Once a system has been compromised, the attacker needs to gain critical information about that system, its network environment, users, and user accounts. Usually, they will enter a series of commands or a script that invokes these commands from the shell prompt.

If the compromised system is based on the Unix platform, typical local reconnaissance commands will include the following:

Command

Description

/etc/resolv.conf

Uses the copy command to access and review the system's current DNS settings. Because it is a global file with read privileges, it will not trigger alarms when accessed.

/etc/passwd and /etc/shadow

These are system files that contain username and password hashes. It can be copied by a person with root-level access, and the passwords can be broken using a tool such as John the Ripper.

whoami and who -a

Identifies the users on a local system.

ifconfig -a, iptables -L -n, and netstat -r

Provides networking information. ifconfig -a provides IP addressing details, iptables -L -n lists all of the rules held in the local firewall (if present), and netstat -r displays the routing information maintained by the kernel.

uname -a

Prints the kernel version.

ps aux

Prints the currently running services, the process ID, and additional information.

dpkg -l yum list | grep installed and dpkg -l rpm -qa --last | head

Identifies the installed software packages.

 

These commands contain a brief synopsis of the options that are available. Refer to the appropriate command's help file for complete information on how it can be used.

For a Windows system, the following commands will be entered:

Command

Description

whoami /all

Lists the current user, SID, user privileges, and groups.

ipconfig /all and ipconfig /displaydns

Displays information regarding the network interface, connectivity protocols, and local DNS cache.

netstat -bnao and netstat -r

Lists the ports and connections with the corresponding processes (-b) to no lookups (-n), all connections (-a), and parent process IDs (-o). The -r option displays the routing table. They require administrator rights to run.

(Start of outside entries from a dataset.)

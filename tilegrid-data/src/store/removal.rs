//! Region removal and orphan clean-up.
//!
//! Removal walks a fixed sequence of delete steps: the tile rectangles the
//! region covers at each owned zoom level, the hillshade rectangles when
//! the region carried hillshade data, the feature rows owned by the region,
//! the ownership rows themselves, the feature-name rows left dangling, and
//! finally a global sweep of the shared name dictionary for ids no other
//! region references. The steps run without an enclosing transaction, as
//! each is individually idempotent; a failure aborts the remaining steps
//! and partial removal is accepted.

use rusqlite::params;
use thiserror::Error;
use tilegrid_core::{
    ProgressSink, RegionCoordinate, RegionKey, MAX_HILLSHADE_TILE_ZOOM, MAX_TILE_ZOOM,
    MIN_TILE_ZOOM,
};

use super::MapStore;

/// Errors raised while removing a region from the stores.
#[derive(Debug, Error)]
pub enum RemovalError {
    /// A delete step failed.
    #[error("failed to {step}")]
    Query {
        /// Description of the failed step.
        step: &'static str,
        /// Source error returned by `rusqlite`.
        #[source]
        source: rusqlite::Error,
    },
}

const DELETE_TILE_RECT: &str = "DELETE FROM tiles
    WHERE zoom_level = ?1
      AND tile_column BETWEEN ?2 AND ?3
      AND tile_row BETWEEN ?4 AND ?5";

const SELECT_UNUSED_NAMES: &str =
    "SELECT id FROM names WHERE id NOT IN (SELECT name FROM feature_names)";

const DELETE_UNUSED_NAMES: &str =
    "DELETE FROM names WHERE id NOT IN (SELECT name FROM feature_names)";

/// Delete everything the region owns from both stores and reset its
/// bookkeeping row. Progress, when supplied, receives coarse percentage
/// milestones rather than per-row counts.
pub(crate) fn remove_region(
    store: &MapStore,
    coordinate: RegionCoordinate,
    remove_hillshade: bool,
    progress: Option<&dyn ProgressSink>,
) -> Result<(), RemovalError> {
    if let Some(sink) = progress {
        sink.started(100);
    }
    let milestones = Milestones { sink: progress };

    delete_tiles(store, coordinate)?;
    log::debug!("removed tiles for {coordinate}");
    milestones.report(40);

    if remove_hillshade {
        delete_hillshade_tiles(store, coordinate)?;
        log::debug!("removed hillshade tiles for {coordinate}");
    }
    milestones.report(55);

    store
        .main()
        .execute(
            "DELETE FROM features WHERE id IN
                (SELECT feature FROM region_features WHERE x = ?1 AND y = ?2)",
            params![i64::from(coordinate.x()), i64::from(coordinate.y())],
        )
        .map_err(step_error("delete owned features"))?;
    log::debug!("removed features for {coordinate}");
    milestones.report(70);

    store
        .main()
        .execute(
            "DELETE FROM region_features WHERE x = ?1 AND y = ?2",
            params![i64::from(coordinate.x()), i64::from(coordinate.y())],
        )
        .map_err(step_error("delete ownership rows"))?;
    milestones.report(78);

    store
        .main()
        .execute(
            "DELETE FROM feature_names WHERE feature NOT IN (SELECT id FROM features)",
            [],
        )
        .map_err(step_error("delete orphaned feature names"))?;
    milestones.report(85);

    collect_garbage_names(store)?;
    log::debug!("removed unused names after {coordinate}");
    milestones.report(95);

    let key = RegionKey::from(coordinate);
    store
        .write_version(key, 0)
        .map_err(step_error("reset region version"))?;
    store
        .write_hillshade_version(key, 0)
        .map_err(step_error("reset hillshade version"))?;
    milestones.report(100);

    Ok(())
}

struct Milestones<'a> {
    sink: Option<&'a dyn ProgressSink>,
}

impl Milestones<'_> {
    fn report(&self, completed: u64) {
        if let Some(sink) = self.sink {
            sink.progress(completed);
        }
    }
}

fn step_error(step: &'static str) -> impl Fn(rusqlite::Error) -> RemovalError {
    move |source| RemovalError::Query { step, source }
}

fn delete_tiles(store: &MapStore, coordinate: RegionCoordinate) -> Result<(), RemovalError> {
    let mut statement = store
        .main()
        .prepare_cached(DELETE_TILE_RECT)
        .map_err(step_error("prepare tile delete"))?;
    for zoom in MIN_TILE_ZOOM..=MAX_TILE_ZOOM {
        let Some(rect) = coordinate.tile_rect(zoom) else {
            continue;
        };
        statement
            .execute(params![
                zoom,
                rect.min_column,
                rect.max_column,
                rect.min_row,
                rect.max_row
            ])
            .map_err(step_error("delete tile rectangle"))?;
    }
    Ok(())
}

fn delete_hillshade_tiles(
    store: &MapStore,
    coordinate: RegionCoordinate,
) -> Result<(), RemovalError> {
    let mut statement = store
        .hillshade()
        .prepare_cached(DELETE_TILE_RECT)
        .map_err(step_error("prepare hillshade tile delete"))?;
    for zoom in MIN_TILE_ZOOM..=MAX_HILLSHADE_TILE_ZOOM {
        let Some(rect) = coordinate.tile_rect(zoom) else {
            continue;
        };
        statement
            .execute(params![
                zoom,
                rect.min_column,
                rect.max_column,
                rect.min_row,
                rect.max_row
            ])
            .map_err(step_error("delete hillshade tile rectangle"))?;
    }
    Ok(())
}

/// Drop every name id no feature references any more, together with its
/// full-text mirror row when the store carries the mirror. One global
/// query per removal; the dictionary is shared across regions so the sweep
/// cannot be scoped tighter.
fn collect_garbage_names(store: &MapStore) -> Result<(), RemovalError> {
    if store.has_full_text_index() {
        let mut statement = store
            .main()
            .prepare_cached(SELECT_UNUSED_NAMES)
            .map_err(step_error("prepare unused-name scan"))?;
        let mut rows = statement
            .query([])
            .map_err(step_error("scan unused names"))?;
        let mut unused = Vec::new();
        while let Some(row) = rows.next().map_err(step_error("scan unused names"))? {
            unused.push(row.get::<_, i64>(0).map_err(step_error("scan unused names"))?);
        }
        if !unused.is_empty() {
            store
                .main()
                .execute(&delete_mirror_rows_sql(&unused), [])
                .map_err(step_error("delete full-text mirror rows"))?;
        }
    }
    store
        .main()
        .execute(DELETE_UNUSED_NAMES, [])
        .map_err(step_error("delete unused names"))?;
    Ok(())
}

fn delete_mirror_rows_sql(ids: &[i64]) -> String {
    let list = ids
        .iter()
        .map(ToString::to_string)
        .collect::<Vec<_>>()
        .join(", ");
    format!("DELETE FROM names_fts WHERE docid IN ({list})")
}
//! Region grid geometry and per-region state.
//!
//! The world is a fixed [`GRID_EXTENT`]×[`GRID_EXTENT`] grid of regions.
//! Each region carries a [`RegionStatus`] record describing what is present
//! locally, what is available for download, and the user's pending
//! selection. The global basemap is addressed through the
//! [`RegionKey::Basemap`] sentinel and never occupies a grid cell.

use std::fmt;

use thiserror::Error;

use crate::jobs::JobId;

/// Number of regions along each axis of the world grid.
pub const GRID_EXTENT: u8 = 128;

/// Lowest zoom level at which a region owns tile rows.
pub const MIN_TILE_ZOOM: u8 = 8;

/// Highest zoom level at which a region owns tile rows.
pub const MAX_TILE_ZOOM: u8 = 14;

/// Highest zoom level at which a region owns hillshade tile rows.
pub const MAX_HILLSHADE_TILE_ZOOM: u8 = 12;

/// Identifies one cell of the world grid.
///
/// Both components are validated to lie in `[0, GRID_EXTENT)`. The basemap
/// sentinel is deliberately not representable here; use [`RegionKey`] where
/// the basemap row must be addressed alongside grid cells.
///
/// # Examples
/// ```
/// use tilegrid_core::RegionCoordinate;
///
/// let coordinate = RegionCoordinate::new(3, 5)?;
/// assert_eq!(coordinate.x(), 3);
/// assert_eq!(coordinate.y(), 5);
/// assert_eq!(coordinate.to_string(), "3-5");
/// # Ok::<(), tilegrid_core::RegionCoordinateError>(())
/// ```
#[derive(Debug, Clone, Copy, PartialEq, Eq, Hash, PartialOrd, Ord)]
#[cfg_attr(feature = "serde", derive(serde::Serialize, serde::Deserialize))]
pub struct RegionCoordinate {
    x: u8,
    y: u8,
}

/// Errors returned by [`RegionCoordinate::new`].
#[derive(Debug, Error, PartialEq, Eq)]
pub enum RegionCoordinateError {
    /// One of the components fell outside the grid.
    #[error("region coordinate ({x}, {y}) lies outside the {extent}x{extent} grid", extent = GRID_EXTENT)]
    OutOfRange {
        /// Column supplied by the caller.
        x: u8,
        /// Row supplied by the caller.
        y: u8,
    },
}

impl RegionCoordinate {
    /// Validates and constructs a [`RegionCoordinate`].
    pub fn new(x: u8, y: u8) -> Result<Self, RegionCoordinateError> {
        if x >= GRID_EXTENT || y >= GRID_EXTENT {
            return Err(RegionCoordinateError::OutOfRange { x, y });
        }
        Ok(Self { x, y })
    }

    /// Construct a coordinate from untrusted wide integers, as read from a
    /// persisted row. Returns `None` when either component does not fit the
    /// grid (including the basemap sentinel).
    pub fn from_raw(x: i64, y: i64) -> Option<Self> {
        let x = u8::try_from(x).ok()?;
        let y = u8::try_from(y).ok()?;
        Self::new(x, y).ok()
    }

    /// Column of the region, in `[0, GRID_EXTENT)`.
    pub fn x(self) -> u8 {
        self.x
    }

    /// Row of the region, in `[0, GRID_EXTENT)`.
    pub fn y(self) -> u8 {
        self.y
    }

    /// Dense row-major index of this cell, in `[0, GRID_EXTENT²)`.
    pub fn index(self) -> usize {
        (usize::from(self.x) << 7) + usize::from(self.y)
    }

    /// Iterate over every coordinate of the grid in row-major order.
    pub fn all() -> impl Iterator<Item = Self> {
        (0..GRID_EXTENT).flat_map(|x| (0..GRID_EXTENT).map(move |y| Self { x, y }))
    }

    /// The rectangle of tile columns and rows this region covers at `zoom`.
    ///
    /// At zoom `z` the region spans `2^(z-7)` tiles along each axis, so the
    /// covered columns are `[x << s, ((x + 1) << s) - 1]` with `s = z - 7`,
    /// and likewise for rows. Returns `None` outside
    /// [`MIN_TILE_ZOOM`]`..=`[`MAX_TILE_ZOOM`].
    ///
    /// # Examples
    /// ```
    /// use tilegrid_core::RegionCoordinate;
    ///
    /// let rect = RegionCoordinate::new(3, 5)?.tile_rect(8).expect("zoom 8 is valid");
    /// assert_eq!((rect.min_column, rect.max_column), (6, 7));
    /// assert_eq!((rect.min_row, rect.max_row), (10, 11));
    /// # Ok::<(), tilegrid_core::RegionCoordinateError>(())
    /// ```
    pub fn tile_rect(self, zoom: u8) -> Option<TileRect> {
        if !(MIN_TILE_ZOOM..=MAX_TILE_ZOOM).contains(&zoom) {
            return None;
        }
        let shift = zoom - 7;
        let min_column = u32::from(self.x) << shift;
        let min_row = u32::from(self.y) << shift;
        Some(TileRect {
            zoom,
            min_column,
            max_column: ((u32::from(self.x) + 1) << shift) - 1,
            min_row,
            max_row: ((u32::from(self.y) + 1) << shift) - 1,
        })
    }
}

impl fmt::Display for RegionCoordinate {
    fn fmt(&self, f: &mut fmt::Formatter<'_>) -> fmt::Result {
        write!(f, "{}-{}", self.x, self.y)
    }
}

/// Addresses a persisted bookkeeping row: either a grid cell or the
/// world-wide basemap sentinel stored as `(-1, -1)`.
#[derive(Debug, Clone, Copy, PartialEq, Eq, Hash)]
pub enum RegionKey {
    /// The low-detail basemap covering the whole world.
    Basemap,
    /// One cell of the world grid.
    Region(RegionCoordinate),
}

impl RegionKey {
    /// Column as persisted, `-1` for the basemap.
    pub fn column(self) -> i64 {
        match self {
            Self::Basemap => -1,
            Self::Region(coordinate) => i64::from(coordinate.x()),
        }
    }

    /// Row as persisted, `-1` for the basemap.
    pub fn row(self) -> i64 {
        match self {
            Self::Basemap => -1,
            Self::Region(coordinate) => i64::from(coordinate.y()),
        }
    }
}

impl From<RegionCoordinate> for RegionKey {
    fn from(coordinate: RegionCoordinate) -> Self {
        Self::Region(coordinate)
    }
}

impl fmt::Display for RegionKey {
    fn fmt(&self, f: &mut fmt::Formatter<'_>) -> fmt::Result {
        match self {
            Self::Basemap => f.write_str("basemap"),
            Self::Region(coordinate) => coordinate.fmt(f),
        }
    }
}

/// A rectangle of tile addresses at a single zoom level.
#[derive(Debug, Clone, Copy, PartialEq, Eq)]
pub struct TileRect {
    /// Zoom level the rectangle applies to.
    pub zoom: u8,
    /// First covered tile column.
    pub min_column: u32,
    /// Last covered tile column.
    pub max_column: u32,
    /// First covered tile row.
    pub min_row: u32,
    /// Last covered tile row.
    pub max_row: u32,
}

impl TileRect {
    /// Whether the tile at `(column, row)` falls inside the rectangle.
    pub fn contains(&self, column: u32, row: u32) -> bool {
        (self.min_column..=self.max_column).contains(&column)
            && (self.min_row..=self.max_row).contains(&row)
    }
}

/// A user's pending, uncommitted choice for a region.
///
/// Selections are applied in bulk by the engine's commit step; cancelling an
/// in-flight download is a transient command, not a stored action.
#[derive(Debug, Clone, Copy, Default, PartialEq, Eq)]
#[cfg_attr(feature = "serde", derive(serde::Serialize, serde::Deserialize))]
pub enum RegionAction {
    /// Nothing pending.
    #[default]
    None,
    /// Queue the region for download on the next commit.
    Download,
    /// Queue the region for removal on the next commit.
    Remove,
}

impl fmt::Display for RegionAction {
    fn fmt(&self, f: &mut fmt::Formatter<'_>) -> fmt::Result {
        match self {
            Self::None => f.write_str("none"),
            Self::Download => f.write_str("download"),
            Self::Remove => f.write_str("remove"),
        }
    }
}

/// Live state of one region of the world grid.
///
/// A cell with `created == 0` holds no local data; removed regions revert to
/// that state and stay addressable. The `download_*` fields describe what the
/// remote index offers and may be zero until a manifest lookup populates
/// them; the engine-wide size-availability flags say when the sizes can be
/// trusted.
#[derive(Debug, Clone, Copy, Default, PartialEq, Eq)]
#[cfg_attr(feature = "serde", derive(serde::Serialize, serde::Deserialize))]
pub struct RegionStatus {
    /// Version stamp of the data present locally; 0 means none.
    pub created: u16,
    /// Version stamp of the package available for download.
    pub download_created: u16,
    /// Size in bytes of the package available for download.
    pub download_size: u64,
    /// Download job currently in flight for the main package, if any.
    pub downloading: Option<JobId>,
    /// Version stamp of the hillshade data present locally; 0 means none.
    pub hillshade_version: u16,
    /// Version stamp of the hillshade package available for download.
    pub hillshade_download_version: u16,
    /// Size in bytes of the hillshade package available for download.
    pub hillshade_download_size: u64,
    /// Download job currently in flight for the hillshade package, if any.
    pub hillshade_downloading: Option<JobId>,
    /// Pending, not-yet-committed user selection.
    pub action: RegionAction,
}

impl RegionStatus {
    /// Whether the region holds downloaded data.
    pub fn is_loaded(&self) -> bool {
        self.created > 0
    }

    /// Whether either package of the region is being downloaded.
    pub fn is_downloading(&self) -> bool {
        self.downloading.is_some() || self.hillshade_downloading.is_some()
    }

    /// Whether the remote index offers newer main data than is present.
    pub fn is_outdated(&self) -> bool {
        self.created == 0 || self.created < self.download_created
    }

    /// Whether the remote index offers newer hillshade data than is present.
    pub fn is_hillshade_outdated(&self) -> bool {
        self.hillshade_download_version > self.hillshade_version
    }
}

net view and net view /domain

Queries NBNS/SMB to locate all of the hosts in the current workgroup or domain. All of the domains that are available to the host are given by /domain .

net user /domain

Lists all of the users in the defined domain.

net user %username% /domain

Obtains information on the current user if they are part of the queried domain (if you are a local user, then /domain is not required). It includes the login times, the last time that the password was changed, the logon scripts, and the group memberships.

net accounts

Prints the password policy for the local system. To print the password policy for the domain, use net accounts /domain.

net localgroup administrators

Prints the members of the administrator's local group. Use the /domain switch to obtain the administrators for the current domain.

net group "Domain Controllers" /domain

Prints out a list of domain controllers for the current domain.

net share

Displays the current shared folders, which may not provide sufficient access controls for the data shared within the folders, and the paths that they point to.